È un libro strano e affascinante, dal sapore futurista e antico insieme, come un’opera di fantascienza scritta da un inguaribile romantico. Ernest entrerà nelle vostre case e col suo silenzio vi spingerà a porvi le domande fondamentali, diverse per ognuno, ma accomunate dal quesito principale: sono felice?

Il romanzo tocca diverse tematiche e offre spunti di narrazione che incuriosiscono il lettore, tanto che suggerirei all’autrice di elaborarne una versione più lunga, dove trovino posto anche argomenti solo accennati. La trovata è geniale secondo me, non dico che sia nuova, ma elaborata in questo modo e con questo stile diventa molto particolare. 

Ricorda uno di quei film girati quasi in un solo ambiente, al chiuso, in un luogo dove il silenzio rimbomba e la nostalgia si staglia come un’ombra sulle pareti, seguendo la protagonista in maniera fedele, claustrofobica. La casa, simbolo di sicurezza, rifugio per eccellenza, diviene insieme anche la prigione dell’anima dove lei si chiude per non dimenticare, per poter star male, usando il dolore continuo come prova dell’amore che ha vissuto. E poi arriva Ernest, che a dispetto di quel che dovrebbe fare (essere discreto e docile) è ingombrante come un divano da sei posti in un piccolo salottino, e così la protagonista cerca di giragli attorno, lo scavalca, lo ignora, ma quella presenza costante e muta riempie la casa, si infila negli oggetti del passato, tra le lacrime.
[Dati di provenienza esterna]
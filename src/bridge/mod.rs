// Bridge module - THE SESSION
// Driver, clock sync and decoder composed into a single reading source

mod session;

pub use session::{Bridge, BridgeConfig};
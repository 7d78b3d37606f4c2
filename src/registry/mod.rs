// Registry module - KNOWN TRANSMITTERS
// Sensors, the TX/TRX state machine and the registry that owns them

mod error;
#[allow(clippy::module_inception)]
mod registry;
mod sensor;
mod transmitter;

pub use error::RegistryError;
pub use registry::Registry;
pub use sensor::{
    is_aggregate_name, SampleOutcome, Sensor, MAX_AGGREGATE_WATTS, MAX_APPLIANCE_WATTS,
    MIN_SAMPLE_PERIOD,
};
pub use transmitter::{
    summary_header, valid_ports, ReadingOutcome, ReconcilePolicy, StateDecision, Transmitter,
    TransitionCause, TrxUnit, TxUnit, TRX_PORT, TX_PORTS,
};
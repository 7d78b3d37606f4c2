// Sensor Tests
// Tests for the plausibility ceiling, minimum period and channel 0

use ecologger::event::PowerState;
use ecologger::registry::{
    is_aggregate_name, SampleOutcome, Sensor, MAX_AGGREGATE_WATTS, MAX_APPLIANCE_WATTS,
};
use ecologger::sink::{MemorySink, SampleRecord};

// ============================================================================
// CEILING
// ============================================================================

#[test]
fn test_implausible_reading_discarded() {
    let mut sink = MemorySink::new();
    let mut appliance = Sensor::new(1);
    let mut mains = Sensor::new(2).with_name("mains");

    assert_eq!(
        appliance.log_sample(100, 25_000, None, &mut sink).unwrap(),
        SampleOutcome::OverCeiling { ceiling: MAX_APPLIANCE_WATTS }
    );
    assert_eq!(
        mains.log_sample(100, 25_000, None, &mut sink).unwrap(),
        SampleOutcome::OverCeiling { ceiling: MAX_AGGREGATE_WATTS }
    );
    assert!(sink.records().is_empty());
    assert_eq!(appliance.last_logged_time(), None);
}

#[test]
fn test_appliance_ceiling_inclusive() {
    let mut sink = MemorySink::new();
    let mut sensor = Sensor::new(1);

    assert!(sensor.log_sample(100, 3_000, None, &mut sink).unwrap().is_recorded());
    assert!(sensor.log_sample(200, 4_000, None, &mut sink).unwrap().is_recorded());
    assert!(!sensor.log_sample(300, 4_001, None, &mut sink).unwrap().is_recorded());
    assert_eq!(sink.channel(1).len(), 2);
}

#[test]
fn test_aggregate_accepts_large_readings() {
    let mut sink = MemorySink::new();
    let mut sensor = Sensor::new(1);
    sensor.set_aggregate(true);

    assert!(sensor.log_sample(100, 12_000, None, &mut sink).unwrap().is_recorded());
    assert_eq!(sensor.ceiling(), MAX_AGGREGATE_WATTS);
}

// ============================================================================
// CHANNEL AND PERIOD
// ============================================================================

#[test]
fn test_channel_zero_not_recorded() {
    let mut sink = MemorySink::new();
    let mut sensor = Sensor::new(0);

    assert_eq!(
        sensor.log_sample(100, 50, None, &mut sink).unwrap(),
        SampleOutcome::ChannelDisabled
    );
    assert!(sink.records().is_empty());
}

#[test]
fn test_minimum_sample_period() {
    let mut sink = MemorySink::new();
    let mut sensor = Sensor::new(1);

    sensor.log_sample(100, 50, None, &mut sink).unwrap();
    assert_eq!(
        sensor.log_sample(102, 50, None, &mut sink).unwrap(),
        SampleOutcome::TooSoon
    );
    assert_eq!(
        sensor.log_sample(103, 60, None, &mut sink).unwrap(),
        SampleOutcome::Recorded
    );
    assert_eq!(sensor.last_logged_time(), Some(103));
}

#[test]
fn test_replayed_sample_recorded_once() {
    let mut sink = MemorySink::new();
    let mut sensor = Sensor::new(4);

    sensor.log_sample(500, 75, None, &mut sink).unwrap();
    sensor.log_sample(500, 75, None, &mut sink).unwrap();

    assert_eq!(
        sink.channel(4),
        vec![SampleRecord { timecode: 500, watts: 75, state: None }]
    );
}

#[test]
fn test_state_carried_into_record() {
    let mut sink = MemorySink::new();
    let mut sensor = Sensor::new(7);

    sensor.log_sample(10, 0, Some(PowerState::Off), &mut sink).unwrap();
    assert_eq!(sink.channel(7)[0].state, Some(PowerState::Off));
    assert_eq!(sink.channel(7)[0].to_string(), "10 0 0");
}

// ============================================================================
// NAMES
// ============================================================================

#[test]
fn test_whole_house_names() {
    for name in ["agg", "Aggregate", "MAINS", "whole_house", "whole house", "wholehouse", "whole-house"] {
        assert!(is_aggregate_name(name), "{}", name);
    }
    assert!(!is_aggregate_name("fridge"));
    assert!(!is_aggregate_name(""));
}

#[test]
fn test_set_name_trims() {
    let sensor = Sensor::new(1).with_name("  kettle ");
    assert_eq!(sensor.name(), "kettle");
    assert!(!sensor.is_aggregate());
}
#[test]
fn test_listen_promiscuous_sample() {
    let temp_dir = TempDir::new().unwrap();
    let config = config().with_listen_window_secs(2);
    let mut manager = setup(Registry::new(), config, temp_dir.path());
    manager.set_receive_mode(false).unwrap();
    link(&mut manager).clear_writes();
    link(&mut manager).push_line(r#"{"id":12,"type":"tx","t":11000,"sensors":{"1":40,"2":10}}"#);

    let paired = manager.listen_for_new_transmitter(|_| true).unwrap();

    assert_eq!(paired, Some(12));
    assert_eq!(writes(&manager), vec!["n", "12\r"]);
    assert_eq!(manager.registry().get(12).unwrap().sensors().len(), 2);
}

#[test]
fn test_listen_tx_registers_reported_ports_only() {
    let temp_dir = TempDir::new().unwrap();
    let config = config().with_listen_window_secs(2);
    let mut manager = setup(Registry::new(), config, temp_dir.path());
    link(&mut manager).push_lines(&[
        r#"{"pr":{"id":21,"type":"tx","sensors":{"1":0}}}"#,
        r#"{"pw":{"id":21,"type":"tx"}}"#,
    ]);

    let paired = manager.listen_for_new_transmitter(|_| true).unwrap();

    assert_eq!(paired, Some(21));
    let tx = manager.registry().get(21).unwrap();
    assert_eq!(tx.sensors().len(), 1);
    assert!(tx.sensor(1).is_some());
    assert_eq!(manager.sink().labels().len(), 1);
}

#[test]
fn test_detected_ports() {
    let reading = Reading::sample(4, TransmitterKind::Tx, 0)
        .with_kind(ReadingKind::PairingRequest)
        .with_sensor(3, 0)
        .with_sensor(1, 0)
        .with_sensor(9, 0);
    assert_eq!(detected_ports(&reading), vec![1, 3]);

    let silent = Reading::sample(4, TransmitterKind::Tx, 0).with_kind(ReadingKind::PairingRequest);
    assert_eq!(detected_ports(&silent), vec![1]);
}

// ============================================================================
// REGISTRY EDITING
// ============================================================================

#[test]
fn test_edits_persisted() {
    let temp_dir = TempDir::new().unwrap();
    let mut manager = setup(Registry::new(), config(), temp_dir.path());

    manager.add_transmitter(3, TransmitterKind::Tx, &[1, 2]).unwrap();
    manager.rename_sensor(3, 1, "mains").unwrap();
    manager.set_log_channel(3, 2, 7).unwrap();
    manager.set_aggregate(3, 2, true).unwrap();

    assert_eq!(writes(&manager), vec!["n", "3\r"]);
    assert_eq!(
        manager.sink().labels(),
        &[(1, "mains".to_string()), (7, String::new())]
    );
    let expected = manager.registry().clone();
    drop(manager);

    let store = RegistryStore::open(temp_dir.path()).unwrap();
    assert_eq!(store.load_registry().unwrap(), expected);
}

#[test]
fn test_add_rolled_back_when_bridge_refuses() {
    let temp_dir = TempDir::new().unwrap();
    let mut manager = setup(Registry::new(), config(), temp_dir.path());
    link(&mut manager).reply_once_with(&["NAK"]);

    let err = manager.add_transmitter(3, TransmitterKind::Tx, &[]).unwrap_err();
    assert!(matches!(err, ManagerError::Protocol(ProtocolError::Rejected(_))));
    assert!(!manager.registry().contains(3));
}

#[test]
fn test_delete_transmitter() {
    let temp_dir = TempDir::new().unwrap();
    let mut manager = setup(trx_registry(5), config(), temp_dir.path());
    link(&mut manager).reply_once_with(&["NAK"]);

    // A bridge that has already forgotten the unit does not block deletion
    manager.delete_transmitter(5).unwrap();
    assert!(manager.registry().is_empty());
    assert_eq!(manager.bridge().link().commands(), vec!["R"]);

    assert!(matches!(
        manager.delete_transmitter(5),
        Err(ManagerError::Registry(RegistryError::UnknownTransmitter(5)))
    ));
}

#[test]
fn test_switch_trx() {
    let temp_dir = TempDir::new().unwrap();
    let mut manager = setup(trx_registry(5), config(), temp_dir.path());

    manager.switch(5, PowerState::Off).unwrap();

    assert_eq!(writes(&manager), vec!["0", "5\r"]);
    let trx = manager.registry().get(5).unwrap().as_trx().unwrap();
    assert_eq!(trx.power_state(), Some(PowerState::Off));
}

#[test]
fn test_switch_tx_refused() {
    let temp_dir = TempDir::new().unwrap();
    let mut registry = Registry::new();
    registry.add(3, TransmitterKind::Tx, &[]).unwrap();
    let mut manager = setup(registry, config(), temp_dir.path());

    assert!(matches!(
        manager.switch(3, PowerState::On),
        Err(ManagerError::Registry(RegistryError::NotSwitchable(3)))
    ));
    assert!(writes(&manager).is_empty());
}

#[test]
fn test_list() {
    let temp_dir = TempDir::new().unwrap();
    let manager = setup(trx_registry(5), config(), temp_dir.path());
    assert_eq!(manager.list().lines().count(), 2);
}
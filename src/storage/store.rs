// RegistryStore - Persistent transmitter registry using sled
//
// One key per transmitter ("tx:" + big-endian id), postcard-encoded.
// The whole registry is rewritten after every mutation.

use crate::registry::{Registry, Transmitter};
use std::path::Path;
use thiserror::Error;
use tracing::debug;

/// Key prefixes for organizing data
mod keys {
    pub const TRANSMITTER_PREFIX: &[u8] = b"tx:";

    pub fn transmitter(id: u32) -> Vec<u8> {
        [TRANSMITTER_PREFIX, &id.to_be_bytes()].concat()
    }
}

/// Errors from storage operations
#[derive(Error, Debug)]
pub enum StoreError {
    #[error("Failed to open database: {0}")]
    OpenFailed(String),

    #[error("Database operation failed: {0}")]
    DatabaseError(String),

    #[error("Serialization failed: {0}")]
    SerializationFailed(String),

    #[error("Deserialization failed: {0}")]
    DeserializationFailed(String),

    #[error("Flush failed: {0}")]
    FlushFailed(String),
}

impl From<sled::Error> for StoreError {
    fn from(err: sled::Error) -> Self {
        StoreError::DatabaseError(err.to_string())
    }
}

/// Statistics about the storage
#[derive(Clone, Debug)]
pub struct StorageStats {
    /// Number of stored transmitters
    pub transmitter_count: usize,
    /// Approximate disk size in bytes
    pub disk_size_bytes: u64,
}

/// Durable home of the transmitter registry
pub struct RegistryStore {
    db: sled::Db,
}

impl RegistryStore {
    /// Open or create a store at the given path
    pub fn open<P: AsRef<Path>>(path: P) -> Result<Self, StoreError> {
        let db = sled::open(path).map_err(|e| StoreError::OpenFailed(e.to_string()))?;
        Ok(Self { db })
    }

    pub fn is_empty(&self) -> Result<bool, StoreError> {
        Ok(self.db.scan_prefix(keys::TRANSMITTER_PREFIX).next().is_none())
    }

    /// Flush all pending writes to disk
    pub fn flush(&self) -> Result<(), StoreError> {
        self.db
            .flush()
            .map_err(|e| StoreError::FlushFailed(e.to_string()))?;
        Ok(())
    }

    pub fn stats(&self) -> Result<StorageStats, StoreError> {
        Ok(StorageStats {
            transmitter_count: self.db.scan_prefix(keys::TRANSMITTER_PREFIX).count(),
            disk_size_bytes: self.db.size_on_disk().unwrap_or(0),
        })
    }

    // ========================================================================
    // TRANSMITTERS
    // ========================================================================

    /// Save one transmitter, replacing any previous record for its id
    pub fn save_transmitter(&self, transmitter: &Transmitter) -> Result<(), StoreError> {
        let bytes = postcard::to_allocvec(transmitter)
            .map_err(|e| StoreError::SerializationFailed(e.to_string()))?;
        self.db.insert(keys::transmitter(transmitter.id()), bytes)?;
        Ok(())
    }

    pub fn load_transmitter(&self, id: u32) -> Result<Option<Transmitter>, StoreError> {
        match self.db.get(keys::transmitter(id))? {
            Some(bytes) => Ok(Some(decode(&bytes)?)),
            None => Ok(None),
        }
    }

    pub fn delete_transmitter(&self, id: u32) -> Result<(), StoreError> {
        self.db.remove(keys::transmitter(id))?;
        Ok(())
    }

    // ========================================================================
    // WHOLE REGISTRY
    // ========================================================================

    /// Replace the stored registry with `registry` and flush
    pub fn save_registry(&self, registry: &Registry) -> Result<(), StoreError> {
        let mut batch = sled::Batch::default();
        for result in self.db.scan_prefix(keys::TRANSMITTER_PREFIX) {
            let (key, _) = result?;
            batch.remove(key);
        }
        for transmitter in registry.iter() {
            let bytes = postcard::to_allocvec(transmitter)
                .map_err(|e| StoreError::SerializationFailed(e.to_string()))?;
            batch.insert(keys::transmitter(transmitter.id()), bytes);
        }
        self.db.apply_batch(batch)?;
        self.flush()?;
        debug!(transmitters = registry.len(), "Saved registry");
        Ok(())
    }

    /// Load every stored transmitter
    pub fn load_registry(&self) -> Result<Registry, StoreError> {
        let mut transmitters = Vec::new();
        for result in self.db.scan_prefix(keys::TRANSMITTER_PREFIX) {
            let (_, bytes) = result?;
            transmitters.push(decode(&bytes)?);
        }
        debug!(transmitters = transmitters.len(), "Loaded registry");
        Ok(transmitters.into_iter().collect())
    }
}

fn decode(bytes: &[u8]) -> Result<Transmitter, StoreError> {
    postcard::from_bytes(bytes).map_err(|e| StoreError::DeserializationFailed(e.to_string()))
}
// Protocol module - HOW WE TALK TO THE BRIDGE
// Command codes, line classification, restart detection and the command/ACK driver

mod command;
mod driver;
mod error;
mod line;

pub use command::Command;
pub use driver::{Driver, DriverConfig, DriverState, DriverStats, ExchangeOutcome, TimeSample};
pub use error::ProtocolError;
pub use line::{classify, parse_counter, LineClass, STARTUP_BANNER};
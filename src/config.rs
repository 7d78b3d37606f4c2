// Logger configuration
//
// One JSON document holding every component's settings. Missing sections
// and fields take their defaults.

use crate::bridge::BridgeConfig;
use crate::clock::ClockConfig;
use crate::link::LinkConfig;
use crate::manager::ManagerConfig;
use crate::protocol::DriverConfig;
use crate::registry::ReconcilePolicy;
use serde::{Deserialize, Serialize};
use std::fs;
use std::path::{Path, PathBuf};
use thiserror::Error;

/// Errors loading or validating configuration
#[derive(Error, Debug, Clone, PartialEq, Eq)]
pub enum ConfigError {
    #[error("Invalid configuration: {0}")]
    Invalid(String),

    #[error("Failed to read {path}: {reason}")]
    Read { path: PathBuf, reason: String },

    #[error("Failed to parse configuration: {0}")]
    Parse(String),
}

#[derive(Debug, Clone, Serialize, Deserialize)]
#[serde(default)]
pub struct LoggerConfig {
    pub link: LinkConfig,
    pub driver: DriverConfig,
    pub clock: ClockConfig,
    pub bridge: BridgeConfig,
    pub policy: ReconcilePolicy,
    pub manager: ManagerConfig,
    /// Directory of the registry database
    pub registry_dir: PathBuf,
    /// Where sample files go; `None` means a numbered directory under $DATA_DIR
    pub data_directory: Option<PathBuf>,
}

impl Default for LoggerConfig {
    fn default() -> Self {
        Self {
            link: LinkConfig::default(),
            driver: DriverConfig::default(),
            clock: ClockConfig::default(),
            bridge: BridgeConfig::default(),
            policy: ReconcilePolicy::default(),
            manager: ManagerConfig::default(),
            registry_dir: PathBuf::from("registry"),
            data_directory: None,
        }
    }
}

impl LoggerConfig {
    pub fn new() -> Self {
        Self::default()
    }

    /// Parse a JSON document
    pub fn from_json(text: &str) -> Result<Self, ConfigError> {
        serde_json::from_str(text).map_err(|e| ConfigError::Parse(e.to_string()))
    }

    /// Load a JSON file
    pub fn load<P: AsRef<Path>>(path: P) -> Result<Self, ConfigError> {
        let path = path.as_ref();
        let text = fs::read_to_string(path).map_err(|e| ConfigError::Read {
            path: path.to_path_buf(),
            reason: e.to_string(),
        })?;
        Self::from_json(&text)
    }

    /// Validate every section
    pub fn validate(&self) -> Result<(), ConfigError> {
        self.link
            .validate()
            .map_err(|e| ConfigError::Invalid(e.to_string()))?;
        self.driver.validate()?;
        self.clock.validate()?;
        self.bridge.validate()?;
        self.policy.validate()?;
        self.manager.validate()?;
        Ok(())
    }
}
Con la pazienza di chi non conosce il tempo, scava l’animo della sua coinquilina goccia a goccia. Tanto intenso è il legame che li unisce che anche quando sono fuori casa si portano dietro quelle quattro mura spesse per circondarsi e isolarsi, una sorta di detenzione volontaria per costringersi a capire, perdonare, ricordare e forse vivere.
L’autrice è brava, crea aspettativa, l’atmosfera cupa non è comunque pesante, i dialoghi sono autentici, le emozioni sono reali; l’autrice è sincera, li ha visti, in quella bella casa, e ci racconta quello che ha visto senza inventare nulla, senza cambiare le parole e i gesti e tutto allora diventa appassionante perché le crediamo, soprattutto crediamo a Ernest e a quel che ci promette.
(Giada Alessia Lugli per Books Hunters Blog)

L’autrice:
Marino Litrico è nata a Catania nel 1956 dove resta fino al conseguimento della maturità classica. Dopo si trasferisce a Milano per frequentare l’università. Nel 1978 inizia a lavorare per il Comune di Milano presso l’Archivio Storico Civico e Biblioteca Trivulziana al Castello Sforzesco, dove si interessa di catalogazione libraria, archivistica e in seguito passa alcuni anni a capo della segreteria dell’Istituto.
Ha moltissime passione oltre la scrittura e la lettura: il cinema, il teatro, la musica, la cucina. Di lei dicono che ha un carattere forte, che è poco diplomatica e con pochi peli sulla lingua. Di sé lei dice che fa uno sforzo enorme per domare l’ira e che conta sempre fino a dieci prima di parlare.